Now occasionally you’ll hear MMs respond to this with talk of a Central Bank-created NGDP futures market, which is essentially Hansonian futarchy. This might allow realistic feedback (but unfortunately does nothing to solve the lack of a tool). But you’ll note that none of Sweden, Israel and Australia have any such thing, so if this toy market is necessary to the proposal, then you can’t cite them as existing successes.
Four years ago I was a market monetarist (although in those days we just called it mainstream macro). Now I think that the cause of Britain’s problems is supply side. I am less confident about the US, but I would not be surprised at all if NGDP targeting proved a huge disappointment there too.
Thanks for your patience and civility.
I was never in doubt about a determined central bank’s ABILITY to PASS a monetary target, not hit it like a bulls eye, but pass it like a tape at the end of a race. The runners keep running and may need sometime to slow down :)
A central bank can create a depression. Increase the rates to a level where no conceivable investment is feasible.
A central bank can create hyper inflation. Announce that you are willing to buy everything and start buying it. Somewhere along that route, measured nominal GDP would exceed the target laid out for it. So, the central bank can hit the target, by limiting its craziness.
My doubt in regards market monetarism was—is this a good thing to do, in the long run?
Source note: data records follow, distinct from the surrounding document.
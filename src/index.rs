//! In-memory hazard store with radius queries.
//!
//! Records live in an id-keyed map, tombstones included. Active records are
//! also kept in an R-tree over `[lon, lat]`, which narrows a radius query to
//! a bounding box before the exact haversine test runs.

use std::collections::HashMap;
use std::sync::{PoisonError, RwLock, RwLockReadGuard, RwLockWriteGuard};

use chrono::Utc;
use rstar::{AABB, RTree, RTreeObject};

use crate::error::{HazardError, Result};
use crate::geo_math::{EARTH_RADIUS_METERS, GeoPoint, haversine_distance};
use crate::hazard::{
    HazardCategory, HazardFilter, HazardId, HazardPatch, HazardRecord, HazardState, NearbyHazard,
    NewHazard, ReporterId,
};

// Slack added to bounding boxes, in degrees, to absorb rounding.
const ENVELOPE_PADDING_DEG: f64 = 1e-9;

/// Read side of a hazard store: the queries the rest of the crate needs.
///
/// [`HazardIndex`] is the in-process implementation; a store with native
/// geo queries can stand in as long as it keeps the same semantics
/// (inclusive radius, no tombstones, ordered by distance then id).
pub trait HazardSource: Send + Sync {
    fn find_within_radius(
        &self,
        center: &GeoPoint,
        radius_meters: f64,
        filter: &HazardFilter,
    ) -> Result<Vec<NearbyHazard>>;

    fn find_by_category(&self, category: HazardCategory) -> Vec<HazardRecord>;
}

#[derive(Debug, Clone, Copy, PartialEq)]
struct IndexedHazard {
    id: HazardId,
    coords: [f64; 2],
}

impl IndexedHazard {
    fn of(record: &HazardRecord) -> Self {
        Self {
            id: record.id,
            coords: [record.location.longitude(), record.location.latitude()],
        }
    }
}

impl RTreeObject for IndexedHazard {
    type Envelope = AABB<[f64; 2]>;

    fn envelope(&self) -> Self::Envelope {
        AABB::from_point(self.coords)
    }
}

#[derive(Default)]
struct IndexState {
    records: HashMap<HazardId, HazardRecord>,
    spatial: RTree<IndexedHazard>,
    next_id: u64,
}

/// The authoritative hazard collection.
///
/// One lock covers the map and the R-tree, so a reader sees a write either
/// fully applied or not at all.
#[derive(Default)]
pub struct HazardIndex {
    inner: RwLock<IndexState>,
}

impl HazardIndex {
    pub fn new() -> Self {
        Self::default()
    }

    fn read(&self) -> RwLockReadGuard<'_, IndexState> {
        self.inner.read().unwrap_or_else(PoisonError::into_inner)
    }

    fn write(&self) -> RwLockWriteGuard<'_, IndexState> {
        self.inner.write().unwrap_or_else(PoisonError::into_inner)
    }

    pub fn insert(&self, new: NewHazard) -> Result<HazardRecord> {
        let location = GeoPoint::new(new.latitude, new.longitude)?;

        let mut state = self.write();
        state.next_id += 1;
        let record = HazardRecord {
            id: HazardId(state.next_id),
            category: new.category,
            location,
            description: new.description,
            image_ref: new.image_ref,
            reporter_id: new.reporter_id,
            created_at: Utc::now(),
            state: HazardState::Active,
        };
        state.spatial.insert(IndexedHazard::of(&record));
        state.records.insert(record.id, record.clone());

        tracing::info!(
            "Hazard {} reported: {} at ({}, {})",
            record.id,
            record.category,
            location.latitude(),
            location.longitude()
        );
        Ok(record)
    }

    /// Applies `patch` to an active record, keeping id, reporter and
    /// creation time.
    pub fn update(&self, id: HazardId, patch: HazardPatch) -> Result<HazardRecord> {
        let new_location = patch
            .location
            .map(|(lat, lon)| GeoPoint::new(lat, lon))
            .transpose()?;

        let mut state = self.write();
        let current = match state.records.get(&id) {
            Some(r) if r.is_active() => r.clone(),
            _ => return Err(HazardError::NotFound(id)),
        };

        let mut updated = current.clone();
        if let Some(category) = patch.category {
            updated.category = category;
        }
        if let Some(description) = patch.description {
            updated.description = Some(description);
        }
        if let Some(image_ref) = patch.image_ref {
            updated.image_ref = Some(image_ref);
        }
        if let Some(location) = new_location {
            updated.location = location;
        }

        if updated.location != current.location {
            state.spatial.remove(&IndexedHazard::of(&current));
            state.spatial.insert(IndexedHazard::of(&updated));
        }
        state.records.insert(id, updated.clone());

        tracing::info!("Hazard {} updated", id);
        Ok(updated)
    }

    /// Tombstones a record. The record stays retrievable through [`get`].
    ///
    /// [`get`]: HazardIndex::get
    pub fn soft_delete(&self, id: HazardId) -> Result<HazardRecord> {
        let mut state = self.write();
        let record = state.records.get(&id).ok_or(HazardError::NotFound(id))?;
        if !record.is_active() {
            return Err(HazardError::AlreadyDeleted(id));
        }

        let indexed = IndexedHazard::of(record);
        state.spatial.remove(&indexed);

        let record = state
            .records
            .get_mut(&id)
            .ok_or(HazardError::NotFound(id))?;
        record.state = HazardState::Deleted { at: Utc::now() };
        let deleted = record.clone();

        tracing::info!("Hazard {} deleted", id);
        Ok(deleted)
    }

    /// Direct lookup, tombstoned records included.
    pub fn get(&self, id: HazardId) -> Result<HazardRecord> {
        self.read()
            .records
            .get(&id)
            .cloned()
            .ok_or(HazardError::NotFound(id))
    }

    pub fn reporter_of(&self, id: HazardId) -> Result<ReporterId> {
        self.read()
            .records
            .get(&id)
            .map(|r| r.reporter_id.clone())
            .ok_or(HazardError::NotFound(id))
    }

    pub fn active_count(&self) -> usize {
        self.read().spatial.size()
    }

    pub fn find_within_radius(
        &self,
        center: &GeoPoint,
        radius_meters: f64,
        filter: &HazardFilter,
    ) -> Result<Vec<NearbyHazard>> {
        if !radius_meters.is_finite() || radius_meters < 0.0 {
            return Err(HazardError::validation(format!(
                "radius must be a non-negative number of meters, got {}",
                radius_meters
            )));
        }

        let state = self.read();
        let within = |indexed: &IndexedHazard| -> Option<NearbyHazard> {
            let record = state.records.get(&indexed.id)?;
            if !record.is_active() || !filter.matches(record) {
                return None;
            }
            let distance = haversine_distance(center, &record.location);
            (distance <= radius_meters).then(|| NearbyHazard {
                hazard: record.clone(),
                distance_meters: distance,
            })
        };

        let mut hits: Vec<NearbyHazard> = match search_envelope(center, radius_meters) {
            Some(envelope) => state
                .spatial
                .locate_in_envelope_intersecting(&envelope)
                .filter_map(within)
                .collect(),
            None => state.spatial.iter().filter_map(within).collect(),
        };
        drop(state);

        hits.sort_by(|a, b| {
            a.distance_meters
                .total_cmp(&b.distance_meters)
                .then(a.hazard.id.cmp(&b.hazard.id))
        });

        tracing::debug!(
            "{} hazards within {}m of ({}, {})",
            hits.len(),
            radius_meters,
            center.latitude(),
            center.longitude()
        );
        Ok(hits)
    }

    /// Active records of `category`, ordered by id.
    pub fn find_by_category(&self, category: HazardCategory) -> Vec<HazardRecord> {
        let mut found: Vec<HazardRecord> = self
            .read()
            .records
            .values()
            .filter(|r| r.is_active() && r.category == category)
            .cloned()
            .collect();
        found.sort_by_key(|r| r.id);
        found
    }
}

impl HazardSource for HazardIndex {
    fn find_within_radius(
        &self,
        center: &GeoPoint,
        radius_meters: f64,
        filter: &HazardFilter,
    ) -> Result<Vec<NearbyHazard>> {
        HazardIndex::find_within_radius(self, center, radius_meters, filter)
    }

    fn find_by_category(&self, category: HazardCategory) -> Vec<HazardRecord> {
        HazardIndex::find_by_category(self, category)
    }
}

/// Lon/lat box containing every point within `radius_meters` of `center`.
///
/// Returns `None` when the box would reach a pole or cross the antimeridian;
/// callers then scan all active records instead.
fn search_envelope(center: &GeoPoint, radius_meters: f64) -> Option<AABB<[f64; 2]>> {
    let angular = radius_meters / EARTH_RADIUS_METERS;
    let delta_lat = angular.to_degrees() + ENVELOPE_PADDING_DEG;

    let min_lat = center.latitude() - delta_lat;
    let max_lat = center.latitude() + delta_lat;
    if min_lat <= -90.0 || max_lat >= 90.0 {
        return None;
    }

    // Widest longitude span is at the latitude farthest from the equator.
    let widest = min_lat.abs().max(max_lat.abs()).to_radians();
    let ratio = (angular / 2.0).sin() / widest.cos();
    if ratio >= 1.0 {
        return None;
    }
    let delta_lon = (2.0 * ratio.asin()).to_degrees() + ENVELOPE_PADDING_DEG;

    let min_lon = center.longitude() - delta_lon;
    let max_lon = center.longitude() + delta_lon;
    if min_lon < -180.0 || max_lon > 180.0 {
        return None;
    }

    Some(AABB::from_corners([min_lon, min_lat], [max_lon, max_lat]))
}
For supply side vs demand side issues, I guess the question to ask is if the productivity measurement is correct. If TFP is 1 % and you’re aiming at 6% NGDP growth, you’re just hurting the economy. Maybe, (don’t know for sure), britain was aiming at too high a growth rate.
I too have no doubt that the central bank can cause hyperinflation or severe deflation. The question is, can it thread the needle and get levels where it wants them to be? If during a velocity shock like 2007-8, the only way to get 5% NGDP growth is to alternate between 200% NGDP growth and −47.5% NGDP growth, then it seems like the cure is worse than the disease, in terms of providing the kind of stable monetary expectations that MMs agree are necessary for economic growth, investment, etc.
Suppose we have a patient with a fever (or pneumonia). The doctor is unable to stabilise the patient’s temperature. It’s true that if we throw her in an ice floe she’ll be too cold, and if we throw her in an oven she’ll be too hot, but that doesn’t prove that we can stabilise her temperature, and I sometimes feel that Market Monetarists are coming uncomfortably close to making this argument.
I doubt that there will be that much variation since even if you look at it, you are considering a sale of assets or a purchase. There are thousands of such transactions happening everyday. That range of fluctuations doesn’t happen. I’m not great fan of central planning, but I think that NGDP or nominal wage targets are possible to hit without a 100% variation.